• Data:
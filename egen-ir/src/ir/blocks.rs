//! Basic Block Management
//!
//! A block is a straight-line instruction sequence with a single entry,
//! optional block parameters, and exactly one terminator once complete.

use egen_common::{BlockId, ValueId};
use serde::{Deserialize, Serialize};
use crate::ir::Instruction;

#[derive(Debug, Clone, PartialEq, Serialize, Deserialize)]
pub struct BasicBlock {
    pub id: BlockId,
    /// Values supplied by each predecessor's branch
    pub params: Vec<ValueId>,
    pub instructions: Vec<Instruction>,
    pub predecessors: Vec<BlockId>,
    pub successors: Vec<BlockId>,
}

impl BasicBlock {
    pub fn new(id: BlockId) -> Self {
        Self {
            id,
            params: Vec::new(),
            instructions: Vec::new(),
            predecessors: Vec::new(),
            successors: Vec::new(),
        }
    }

    pub fn add_instruction(&mut self, instr: Instruction) {
        self.instructions.push(instr);
    }

    pub fn is_empty(&self) -> bool {
        self.instructions.is_empty()
    }

    pub fn has_terminator(&self) -> bool {
        self.instructions.last().is_some_and(Instruction::is_terminator)
    }

    pub fn terminator(&self) -> Option<&Instruction> {
        self.instructions.last().filter(|instr| instr.is_terminator())
    }

    pub fn has_predecessors(&self) -> bool {
        !self.predecessors.is_empty()
    }
}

• Task instructions: Write out every record above, word for word.

• Answer box:
filename egen-ir/src/ir/blocks.rs
//! Basic Block Management
//!
//! A block is a straight-line instruction sequence with a single entry,
//! optional block parameters, and exactly one terminator once complete.

use egen_common::{BlockId, ValueId};
use serde::{Deserialize, Serialize};
use crate::ir::Instruction;

#[derive(Debug, Clone, PartialEq, Serialize, Deserialize)]
pub struct BasicBlock {
    pub id: BlockId,
    /// Values supplied by each predecessor's branch
    pub params: Vec<ValueId>,
    pub instructions: Vec<Instruction>,
    pub predecessors: Vec<BlockId>,
    pub successors: Vec<BlockId>,
}

impl BasicBlock {
    pub fn new(id: BlockId) -> Self {
        Self {
            id,
            params: Vec::new(),
            instructions: Vec::new(),
            predecessors: Vec::new(),
            successors: Vec::new(),
        }
    }

    pub fn add_instruction(&mut self, instr: Instruction) {
        self.instructions.push(instr);
    }

    pub fn is_empty(&self) -> bool {
        self.instructions.is_empty()
    }

    pub fn has_terminator(&self) -> bool {
        self.instructions.last().is_some_and(Instruction::is_terminator)
    }

    pub fn terminator(&self) -> Option<&Instruction> {
        self.instructions.last().filter(|instr| instr.is_terminator())
    }

    pub fn has_predecessors(&self) -> bool {
        !self.predecessors.is_empty()
    }
}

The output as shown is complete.